ITP | Math vs. Reading: Charting the Changes in Youths’ Academic Inclinations During K–12

February 2, 2024, Noon-1:30 pm Central Time

259 Educational Sciences and Zoom

Sirui Wan

Postdoctoral Research Associate, Psychology, UW–Madison

Sirui Wan

People’s educational and career choices, such as choosing a field of study in postsecondary education and deciding on a career path, predict their future income, health, and well-being. The roots of these life decisions often stem from beliefs and behaviors formed in the early stages of life, such as students’ academic inclinations during their K-12 years. It is common for students to start favoring one subject over others at school. Despite their fundamental impact on students’ life outcomes, our understanding of how and why these inclinations develop is limited.
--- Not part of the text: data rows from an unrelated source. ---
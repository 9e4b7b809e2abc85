/*
 * Copyright (c) 2024. Govcraft
 *
 * Licensed under either of
 *   * Apache License, Version 2.0 (the "License");
 *     you may not use this file except in compliance with the License.
 *     You may obtain a copy of the License at http://www.apache.org/licenses/LICENSE-2.0
 *   * MIT license: http://opensource.org/licenses/MIT
 *
 * Unless required by applicable law or agreed to in writing, software
 * distributed under the License is distributed on an "AS IS" BASIS,
 * WITHOUT WARRANTIES OR CONDITIONS OF ANY KIND, either express or implied.
 * See the applicable License for the specific language governing permissions and
 * limitations under that License.
 */

use std::collections::{HashSet, VecDeque};
use std::sync::atomic::{AtomicBool, AtomicUsize, Ordering};
use std::sync::Arc;
use std::time::Duration;

use parking_lot::Mutex;
use tokio::io::AsyncReadExt;
use tokio::net::TcpStream;
use tokio::runtime::Handle;
use tokio::sync::mpsc;
use tokio::sync::mpsc::error::TrySendError;
use tokio_util::sync::CancellationToken;
use tracing::{debug, info, trace, warn};

use super::config::receiver_port;
use super::protocol::{write_frame, TcpMessage};
use super::{Receiver, TcpIpConfig, TransportError};
use crate::message::{CommunicationError, ComponentId, Header, Message, SmartPayload, BROADCAST};
use crate::traits::Backend;

/// Counters kept by a [`Client`] and its receivers.
#[derive(Debug, Default)]
pub struct ClientStats {
    /// Successful connections to the server.
    pub connections: AtomicUsize,
    /// DATA frames written to the server.
    pub frames_sent: AtomicUsize,
    /// DATA frames read by the receivers.
    pub frames_received: AtomicUsize,
    /// Packets dropped because the queue was full or the write failed.
    pub dropped: AtomicUsize,
    /// Failed writes to the server.
    pub write_errors: AtomicUsize,
    /// Failed reads or accepts in the receivers.
    pub read_errors: AtomicUsize,
    /// Receiver connections closed by the server.
    pub disconnects: AtomicUsize,
}

impl ClientStats {
    /// Create new statistics.
    #[must_use]
    pub fn new() -> Self {
        Self::default()
    }

    /// Successful connections to the server.
    #[must_use]
    pub fn connections(&self) -> usize {
        self.connections.load(Ordering::Relaxed)
    }

    /// DATA frames written to the server.
    #[must_use]
    pub fn frames_sent(&self) -> usize {
        self.frames_sent.load(Ordering::Relaxed)
    }

    /// DATA frames read by the receivers.
    #[must_use]
    pub fn frames_received(&self) -> usize {
        self.frames_received.load(Ordering::Relaxed)
    }

    /// Packets dropped because the queue was full or the write failed.
    #[must_use]
    pub fn dropped(&self) -> usize {
        self.dropped.load(Ordering::Relaxed)
    }

    /// Failed writes to the server.
    #[must_use]
    pub fn write_errors(&self) -> usize {
        self.write_errors.load(Ordering::Relaxed)
    }

    /// Failed reads or accepts in the receivers.
    #[must_use]
    pub fn read_errors(&self) -> usize {
        self.read_errors.load(Ordering::Relaxed)
    }

    /// Receiver connections closed by the server.
    #[must_use]
    pub fn disconnects(&self) -> usize {
        self.disconnects.load(Ordering::Relaxed)
    }

    pub(crate) fn record_frame_received(&self) {
        self.frames_received.fetch_add(1, Ordering::Relaxed);
    }

    pub(crate) fn record_read_error(&self) {
        self.read_errors.fetch_add(1, Ordering::Relaxed);
    }

    pub(crate) fn record_disconnect(&self) {
        self.disconnects.fetch_add(1, Ordering::Relaxed);
    }
}

enum Outbound {
    Register(ComponentId),
    Data(TcpMessage),
}

/// Client side of the TCP/IP transport, used as a dispatcher [`Backend`].
///
/// Socket work runs on a caller-supplied tokio runtime. A background connector
/// keeps a connection to the server, announces every local component with a
/// REGISTER frame whenever it (re)connects, and writes queued DATA frames.
/// Each local component gets a [`Receiver`] for the frames addressed to it.
///
/// ```rust,ignore
/// let mut client = Client::new(runtime.handle().clone(), config);
/// client.connect()?;
/// client.add_receiver_id(SENDER)?;
/// let mut dispatcher = Dispatcher::new(client, table);
/// ```
pub struct Client {
    config: TcpIpConfig,
    runtime: Handle,
    server_port: u16,
    outbound_tx: mpsc::Sender<Outbound>,
    outbound_rx: Option<mpsc::Receiver<Outbound>>,
    inbound_tx: mpsc::UnboundedSender<Message>,
    inbound_rx: mpsc::UnboundedReceiver<Message>,
    inbox: VecDeque<Message>,
    receivers: Vec<Receiver>,
    registered: Arc<Mutex<Vec<ComponentId>>>,
    connected: Arc<AtomicBool>,
    stats: Arc<ClientStats>,
    cancel_token: CancellationToken,
}

impl Client {
    /// Creates an unconnected client.
    pub fn new(runtime: Handle, config: TcpIpConfig) -> Self {
        let (outbound_tx, outbound_rx) = mpsc::channel(config.outbound_queue_capacity.max(1));
        let (inbound_tx, inbound_rx) = mpsc::unbounded_channel();
        Self {
            server_port: config.base_port,
            config,
            runtime,
            outbound_tx,
            outbound_rx: Some(outbound_rx),
            inbound_tx,
            inbound_rx,
            inbox: VecDeque::new(),
            receivers: Vec::new(),
            registered: Arc::new(Mutex::new(Vec::new())),
            connected: Arc::new(AtomicBool::new(false)),
            stats: Arc::new(ClientStats::new()),
            cancel_token: CancellationToken::new(),
        }
    }

    /// Connects to the configured server.
    ///
    /// # Errors
    ///
    /// See [`connect_to`](Self::connect_to).
    pub fn connect(&mut self) -> Result<(), TransportError> {
        let host = self.config.host.clone();
        self.connect_to(&host, self.config.base_port)
    }

    /// Starts the connector for the server at `host:port`.
    ///
    /// Returns at once; the connector keeps trying every reconnect interval
    /// until it reaches the server and reconnects whenever the connection is
    /// lost. Receiver ports are derived from `port`, so call this before
    /// [`add_receiver_id`](Self::add_receiver_id).
    ///
    /// # Errors
    ///
    /// [`TransportError::ProtocolError`] if the connector is already running.
    pub fn connect_to(&mut self, host: &str, port: u16) -> Result<(), TransportError> {
        let outbound = self.outbound_rx.take().ok_or_else(|| {
            TransportError::ProtocolError("Client is already connecting".to_string())
        })?;
        if !self.receivers.is_empty() && port != self.server_port {
            warn!(
                port,
                previous = self.server_port,
                "Receivers were bound for a different server port"
            );
        }
        self.server_port = port;

        let connector = Connector {
            address: format!("{host}:{port}"),
            connect_timeout: self.config.connect_timeout(),
            reconnect_interval: self.config.reconnect_interval(),
            registered: Arc::clone(&self.registered),
            connected: Arc::clone(&self.connected),
            stats: Arc::clone(&self.stats),
            cancel_token: self.cancel_token.child_token(),
        };
        info!(address = %connector.address, "Starting connector");
        self.runtime.spawn(connector.run(outbound));
        Ok(())
    }

    /// Hosts `component` on this client: starts its receiver and announces
    /// it to the server. Adding the same id twice does nothing.
    ///
    /// # Errors
    ///
    /// [`TransportError::ProtocolError`] for the broadcast id or a port beyond
    /// 65535, [`TransportError::IoError`] if the port cannot be bound.
    pub fn add_receiver_id(&mut self, component: ComponentId) -> Result<(), TransportError> {
        if component == BROADCAST {
            return Err(TransportError::ProtocolError(
                "The broadcast id cannot host a component".to_string(),
            ));
        }
        if self.receiver(component).is_some() {
            return Ok(());
        }
        let port = receiver_port(self.server_port, component).ok_or_else(|| {
            TransportError::ProtocolError(format!("No receiver port for component {component}"))
        })?;

        let receiver = Receiver::spawn(
            component,
            port,
            &self.runtime,
            self.inbound_tx.clone(),
            self.config.payload_limit(),
            Arc::clone(&self.stats),
            self.cancel_token.child_token(),
        )?;
        self.receivers.push(receiver);
        self.registered.lock().push(component);

        if self.outbound_tx.try_send(Outbound::Register(component)).is_err() {
            debug!(component, "Registration deferred to the next connection");
        }
        Ok(())
    }

    /// Whether the connector currently holds a connection to the server.
    pub fn is_connected(&self) -> bool {
        self.connected.load(Ordering::Acquire)
    }

    /// The receiver of `component`, if it is hosted here.
    pub fn receiver(&self, component: ComponentId) -> Option<&Receiver> {
        self.receivers
            .iter()
            .find(|receiver| receiver.component_id() == component)
    }

    /// Components hosted by this client.
    pub fn registered_ids(&self) -> Vec<ComponentId> {
        self.registered.lock().clone()
    }

    /// Shared counters.
    pub fn stats(&self) -> Arc<ClientStats> {
        Arc::clone(&self.stats)
    }

    /// Stops the connector and closes every receiver at once, dropping any
    /// partially read frame.
    pub fn shutdown(&self) {
        for receiver in &self.receivers {
            receiver.close();
        }
        self.cancel_token.cancel();
        info!(components = ?self.registered_ids(), "Client shut down");
    }
}

impl Drop for Client {
    fn drop(&mut self) {
        self.cancel_token.cancel();
    }
}

impl Backend for Client {
    fn send_packet(
        &mut self,
        header: &Header,
        payload: &SmartPayload,
    ) -> Result<(), CommunicationError> {
        let frame = TcpMessage::data(*header, payload.clone(), self.config.payload_limit())?;
        match self.outbound_tx.try_send(Outbound::Data(frame)) {
            Ok(()) => Ok(()),
            Err(TrySendError::Full(_)) => {
                self.stats.dropped.fetch_add(1, Ordering::Relaxed);
                warn!(header = %header, "Outbound queue full, dropping packet");
                Err(CommunicationError::QueueFull)
            }
            Err(TrySendError::Closed(_)) => Err(CommunicationError::Disconnected),
        }
    }

    fn is_packet_available(&self) -> bool {
        !self.inbox.is_empty()
    }

    fn get_packet(&mut self) -> Option<Message> {
        self.inbox.pop_front()
    }

    /// Moves every message the receivers have completed into the inbox.
    fn update(&mut self) {
        while let Ok(message) = self.inbound_rx.try_recv() {
            self.inbox.push_back(message);
        }
    }
}

enum SessionEnd {
    Lost,
    Stopped,
}

struct Connector {
    address: String,
    connect_timeout: Duration,
    reconnect_interval: Duration,
    registered: Arc<Mutex<Vec<ComponentId>>>,
    connected: Arc<AtomicBool>,
    stats: Arc<ClientStats>,
    cancel_token: CancellationToken,
}

impl Connector {
    async fn run(self, mut outbound: mpsc::Receiver<Outbound>) {
        loop {
            let attempt = tokio::select! {
                biased;
                () = self.cancel_token.cancelled() => break,
                attempt = tokio::time::timeout(
                    self.connect_timeout,
                    TcpStream::connect(&self.address),
                ) => attempt,
            };

            match attempt {
                Ok(Ok(stream)) => {
                    let _ = stream.set_nodelay(true);
                    self.connected.store(true, Ordering::Release);
                    self.stats.connections.fetch_add(1, Ordering::Relaxed);
                    info!(address = %self.address, "Connected to server");

                    let end = self.session(stream, &mut outbound).await;
                    self.connected.store(false, Ordering::Release);
                    if matches!(end, SessionEnd::Stopped) {
                        break;
                    }
                    info!(address = %self.address, "Connection to server lost");
                }
                Ok(Err(e)) => {
                    trace!(address = %self.address, error = %e, "Server not reachable");
                }
                Err(_) => {
                    trace!(address = %self.address, "Connection attempt timed out");
                }
            }

            tokio::select! {
                biased;
                () = self.cancel_token.cancelled() => break,
                () = tokio::time::sleep(self.reconnect_interval) => {}
            }
        }
        self.connected.store(false, Ordering::Release);
        debug!(address = %self.address, "Connector stopped");
    }

    async fn session(
        &self,
        stream: TcpStream,
        outbound: &mut mpsc::Receiver<Outbound>,
    ) -> SessionEnd {
        let (mut reader, mut writer) = stream.into_split();

        let mut announced = HashSet::new();
        let components = self.registered.lock().clone();
        for component in components {
            if let Err(e) = write_frame(&mut writer, &TcpMessage::register(component)).await {
                self.record_write_error(&e);
                return SessionEnd::Lost;
            }
            announced.insert(component);
            debug!(component, "Component announced");
        }

        let mut discard = [0u8; 64];
        loop {
            tokio::select! {
                biased;
                () = self.cancel_token.cancelled() => return SessionEnd::Stopped,
                read = reader.read(&mut discard) => match read {
                    Ok(0) | Err(_) => return SessionEnd::Lost,
                    Ok(_) => {}
                },
                item = outbound.recv() => match item {
                    None => return SessionEnd::Stopped,
                    Some(Outbound::Register(component)) => {
                        if !announced.insert(component) {
                            continue;
                        }
                        let frame = TcpMessage::register(component);
                        if let Err(e) = write_frame(&mut writer, &frame).await {
                            self.record_write_error(&e);
                            return SessionEnd::Lost;
                        }
                        debug!(component, "Component announced");
                    }
                    Some(Outbound::Data(frame)) => {
                        if let Err(e) = write_frame(&mut writer, &frame).await {
                            self.stats.dropped.fetch_add(1, Ordering::Relaxed);
                            self.record_write_error(&e);
                            return SessionEnd::Lost;
                        }
                        self.stats.frames_sent.fetch_add(1, Ordering::Relaxed);
                        trace!(header = %frame.header(), "Frame written");
                    }
                },
            }
        }
    }

    fn record_write_error(&self, error: &TransportError) {
        self.stats.write_errors.fetch_add(1, Ordering::Relaxed);
        warn!(address = %self.address, error = %error, "Write to server failed");
    }
}
/*
 * Copyright (c) 2024. Govcraft
 *
 * Licensed under either of
 *   * Apache License, Version 2.0 (the "License");
 *     you may not use this file except in compliance with the License.
 *     You may obtain a copy of the License at http://www.apache.org/licenses/LICENSE-2.0
 *   * MIT license: http://opensource.org/licenses/MIT
 *
 * Unless required by applicable law or agreed to in writing, software
 * distributed under the License is distributed on an "AS IS" BASIS,
 * WITHOUT WARRANTIES OR CONDITIONS OF ANY KIND, either express or implied.
 * See the applicable License for the specific language governing permissions and
 * limitations under that License.
 */
use std::sync::Arc;
use std::time::Duration;

use parking_lot::Mutex;
use tokio::runtime::Handle;
use tracing::info;

use postline::prelude::*;

use crate::setup::messages::*;
use crate::setup::*;

mod setup;

type Node = Dispatcher<Client, RoutingTable>;

const READY: Duration = Duration::from_secs(5);

fn tcpip_config(base_port: u16) -> TcpIpConfig {
    TcpIpConfig {
        base_port,
        reconnect_interval_ms: 50,
        ..TcpIpConfig::default()
    }
}

fn node(
    config: &TcpIpConfig,
    components: &[ComponentId],
    table: RoutingTable,
) -> anyhow::Result<Node> {
    let mut client = Client::new(Handle::current(), config.clone());
    client.connect()?;
    for component in components {
        client.add_receiver_id(*component)?;
    }
    Ok(Dispatcher::with_config(client, table, DispatcherConfig::default()))
}

/// Waits until the server routes every component and each receiver has been
/// reached by the server.
async fn wait_ready(server: &ServerHandle, nodes: &[&Node], expected: &[ComponentId]) -> bool {
    pump_until(
        READY,
        || {},
        || {
            let routed = server.registered_components() == expected;
            routed
                && nodes.iter().all(|node| {
                    let client = node.backend();
                    client.registered_ids().iter().all(|id| {
                        client
                            .receiver(*id)
                            .is_some_and(|receiver| receiver.is_connected())
                    })
                })
        },
    )
    .await
}

#[tokio::test(flavor = "multi_thread", worker_threads = 2)]
async fn test_action_and_response_cross_clients() -> anyhow::Result<()> {
    initialize_tracing();
    let config = tcpip_config(47100);
    let server = start_server(config.clone()).await?;

    let mut node_a = node(&config, &[SENDER], RoutingTable::builder().component(SENDER).build())?;
    let table_b = RoutingTable::builder()
        .action(RECEIVER, SET_POSITION, |comm, handle, position: &Position| {
            info!(?position, "moving");
            comm.send_response(&handle, &Status { code: 200, flags: 0 })
                .unwrap();
        })
        .build();
    let mut node_b = node(&config, &[RECEIVER], table_b)?;

    assert!(wait_ready(&server, &[&node_a, &node_b], &[SENDER, RECEIVER]).await);

    let outcomes = Arc::new(Mutex::new(Vec::new()));
    let sink = outcomes.clone();
    node_a.communication(SENDER).call_action_with_callback(
        RECEIVER,
        SET_POSITION,
        &Position { x: 5, y: 6 },
        move |_, outcome| sink.lock().push(outcome),
    )?;

    let answered = pump_until(
        READY,
        || {
            node_a.update();
            node_b.update();
        },
        || !outcomes.lock().is_empty(),
    )
    .await;
    assert!(answered);

    let outcome = outcomes.lock()[0].clone();
    assert_eq!(
        outcome.payload().and_then(|p| p.read::<Status>()),
        Some(Status { code: 200, flags: 0 })
    );
    assert_eq!(server.stats.registrations(), 2);
    assert!(pump_until(READY, || {}, || server.stats.frames_forwarded() == 2).await);

    server.stop();
    Ok(())
}

#[tokio::test(flavor = "multi_thread", worker_threads = 2)]
async fn test_events_reach_every_client_in_order() -> anyhow::Result<()> {
    initialize_tracing();
    let config = tcpip_config(47300);
    let server = start_server(config.clone()).await?;

    let local = Arc::new(Mutex::new(Vec::new()));
    let remote = Arc::new(Mutex::new(Vec::new()));
    let (local_sink, remote_sink) = (local.clone(), remote.clone());

    let table_a = RoutingTable::builder()
        .component(SENDER)
        .event(OBSERVER, POSITION_REACHED, move |_, _, position: &Position| {
            local_sink.lock().push(position.x);
        })
        .build();
    let table_b = RoutingTable::builder()
        .event(RECEIVER, POSITION_REACHED, move |_, header, position: &Position| {
            assert_eq!(header.source(), SENDER);
            remote_sink.lock().push(position.x);
        })
        .build();
    let mut node_a = node(&config, &[SENDER, OBSERVER], table_a)?;
    let mut node_b = node(&config, &[RECEIVER], table_b)?;

    assert!(wait_ready(&server, &[&node_a, &node_b], &[SENDER, RECEIVER, OBSERVER]).await);

    {
        let mut comm = node_a.communication(SENDER);
        for x in 0..20 {
            comm.publish_event(POSITION_REACHED, &Position { x, y: 0 })?;
        }
    }

    let expected: Vec<i32> = (0..20).collect();
    let received = pump_until(
        READY,
        || {
            node_a.update();
            node_b.update();
        },
        || local.lock().len() == expected.len() && remote.lock().len() == expected.len(),
    )
    .await;
    assert!(received);
    assert_eq!(*local.lock(), expected);
    assert_eq!(*remote.lock(), expected);

    server.stop();
    Ok(())
}

#[tokio::test(flavor = "multi_thread", worker_threads = 2)]
async fn test_unrouted_destination_is_counted() -> anyhow::Result<()> {
    initialize_tracing();
    let config = tcpip_config(47500);
    let server = start_server(config.clone()).await?;

    let mut node_a = node(&config, &[SENDER], RoutingTable::builder().component(SENDER).build())?;
    assert!(node_a.backend_mut().add_receiver_id(BROADCAST).is_err());
    node_a.backend_mut().add_receiver_id(SENDER)?;
    assert_eq!(node_a.backend().registered_ids(), vec![SENDER]);

    assert!(wait_ready(&server, &[&node_a], &[SENDER]).await);

    node_a.communication(SENDER).call_action(0x30, COUNT, &1u32)?;
    let counted = pump_until(
        READY,
        || node_a.update(),
        || server.stats.undeliverable() == 1,
    )
    .await;
    assert!(counted);
    assert_eq!(server.stats.frames_forwarded(), 0);

    server.stop();
    Ok(())
}

#[tokio::test(flavor = "multi_thread", worker_threads = 2)]
async fn test_oversized_payload_is_rejected() -> anyhow::Result<()> {
    initialize_tracing();
    let config = TcpIpConfig {
        max_payload_size: 16,
        ..tcpip_config(47600)
    };
    let mut node_a = node(&config, &[], RoutingTable::builder().component(SENDER).build())?;

    let result = node_a
        .communication(SENDER)
        .call_action(RECEIVER, COUNT, &[0u8; 32]);
    assert_eq!(
        result,
        Err(CommunicationError::PayloadTooLarge { size: 32, max: 16 })
    );
    assert_eq!(node_a.stats().send_failures(), 1);
    assert_eq!(node_a.stats().packets_sent(), 0);
    Ok(())
}

#[tokio::test(flavor = "multi_thread", worker_threads = 2)]
async fn test_receiver_stops_after_shutdown_command() -> anyhow::Result<()> {
    initialize_tracing();
    let config = tcpip_config(47700);
    let server = start_server(config.clone()).await?;

    let values = Arc::new(Mutex::new(Vec::new()));
    let sink = values.clone();
    let mut node_a = node(&config, &[SENDER], RoutingTable::builder().component(SENDER).build())?;
    let table_b = RoutingTable::builder()
        .action(RECEIVER, COUNT, move |_, _, value: &u32| sink.lock().push(*value))
        .build();
    let mut node_b = node(&config, &[RECEIVER], table_b)?;

    assert!(wait_ready(&server, &[&node_a, &node_b], &[SENDER, RECEIVER]).await);

    node_a.communication(SENDER).call_action(RECEIVER, COUNT, &1u32)?;
    assert!(
        pump_until(
            READY,
            || {
                node_a.update();
                node_b.update();
            },
            || values.lock().len() == 1,
        )
        .await
    );

    node_b
        .backend()
        .receiver(RECEIVER)
        .ok_or_else(|| anyhow::anyhow!("receiver missing"))?
        .shutdown_command();

    // The message in flight is still completed before the receiver stops.
    node_a.communication(SENDER).call_action(RECEIVER, COUNT, &2u32)?;
    assert!(
        pump_until(
            READY,
            || {
                node_a.update();
                node_b.update();
            },
            || values.lock().len() == 2,
        )
        .await
    );
    let receiver = node_b
        .backend()
        .receiver(RECEIVER)
        .ok_or_else(|| anyhow::anyhow!("receiver missing"))?;
    assert!(pump_until(READY, || {}, || receiver.is_closed()).await);

    node_a.communication(SENDER).call_action(RECEIVER, COUNT, &3u32)?;
    pump_until(
        Duration::from_millis(300),
        || {
            node_a.update();
            node_b.update();
        },
        || false,
    )
    .await;
    assert_eq!(*values.lock(), vec![1, 2]);

    server.stop();
    Ok(())
}

#[tokio::test(flavor = "multi_thread", worker_threads = 2)]
async fn test_client_connects_once_server_appears() -> anyhow::Result<()> {
    initialize_tracing();
    let config = tcpip_config(47900);

    let node_a = node(&config, &[SENDER], RoutingTable::builder().component(SENDER).build())?;
    tokio::time::sleep(Duration::from_millis(150)).await;
    assert!(!node_a.backend().is_connected());

    let server = start_server(config.clone()).await?;
    assert!(wait_ready(&server, &[&node_a], &[SENDER]).await);
    assert!(node_a.backend().is_connected());
    assert_eq!(node_a.backend().stats().connections(), 1);

    server.stop();
    Ok(())
}

/// Binds a new server on a port a stopped server may still be releasing.
async fn restart_server(config: &TcpIpConfig) -> anyhow::Result<ServerHandle> {
    for _ in 0..40 {
        match start_server(config.clone()).await {
            Ok(server) => return Ok(server),
            Err(e) => {
                info!(error = %e, "server port still busy");
                tokio::time::sleep(Duration::from_millis(25)).await;
            }
        }
    }
    Ok(start_server(config.clone()).await?)
}

#[tokio::test(flavor = "multi_thread", worker_threads = 2)]
async fn test_receiver_accepts_again_after_server_restart() -> anyhow::Result<()> {
    initialize_tracing();
    let config = tcpip_config(48100);
    let server = start_server(config.clone()).await?;

    let values = Arc::new(Mutex::new(Vec::new()));
    let sink = values.clone();
    let mut node_a = node(&config, &[SENDER], RoutingTable::builder().component(SENDER).build())?;
    let table_b = RoutingTable::builder()
        .action(RECEIVER, COUNT, move |_, _, value: &u32| sink.lock().push(*value))
        .build();
    let mut node_b = node(&config, &[RECEIVER], table_b)?;

    assert!(wait_ready(&server, &[&node_a, &node_b], &[SENDER, RECEIVER]).await);

    server.stop();
    let stats = node_b.backend().stats();
    let dropped = pump_until(
        READY,
        || {},
        || {
            let receiver = node_b.backend().receiver(RECEIVER);
            receiver.is_some_and(|receiver| !receiver.is_connected()) && stats.disconnects() == 1
        },
    )
    .await;
    assert!(dropped);
    assert_eq!(stats.read_errors(), 0);
    assert!(node_b
        .backend()
        .receiver(RECEIVER)
        .is_some_and(|receiver| !receiver.is_closed()));

    let server = restart_server(&config).await?;
    assert!(wait_ready(&server, &[&node_a, &node_b], &[SENDER, RECEIVER]).await);

    node_a.communication(SENDER).call_action(RECEIVER, COUNT, &9u32)?;
    let delivered = pump_until(
        READY,
        || {
            node_a.update();
            node_b.update();
        },
        || !values.lock().is_empty(),
    )
    .await;
    assert!(delivered);
    assert_eq!(*values.lock(), vec![9]);
    assert_eq!(stats.disconnects(), 1);

    server.stop();
    Ok(())
}

#[tokio::test(flavor = "multi_thread", worker_threads = 2)]
async fn test_client_shutdown_closes_receivers() -> anyhow::Result<()> {
    initialize_tracing();
    let config = tcpip_config(48300);
    let server = start_server(config.clone()).await?;

    let table = RoutingTable::builder()
        .component(SENDER)
        .component(OBSERVER)
        .build();
    let node_a = node(&config, &[SENDER, OBSERVER], table)?;
    assert!(wait_ready(&server, &[&node_a], &[SENDER, OBSERVER]).await);

    let client = node_a.backend();
    client.shutdown();

    let closed = pump_until(
        READY,
        || {},
        || {
            !client.is_connected()
                && client
                    .registered_ids()
                    .iter()
                    .all(|id| client.receiver(*id).is_some_and(|receiver| receiver.is_closed()))
        },
    )
    .await;
    assert!(closed);
    assert!(pump_until(READY, || {}, || server.registered_components().is_empty()).await);

    server.stop();
    Ok(())
}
In this talk, I will present a set of studies that chart the changes in students’ academic inclinations throughout their K-12 education. My research indicates a growing divergence in students’ identities as a “math person” or a “reading person” as they progress through school. During childhood and adolescence, students increasingly compare their abilities and interests in math and reading. The percentage of students who identify themselves as a “reading person” increases over the K-12 period, while the percentage of students who identify themselves as a “math person” by the end of high school remains similar to that in the early grades. Ability grouping in math classes is found to play a role in shaping these trends. Educational implications will be discussed.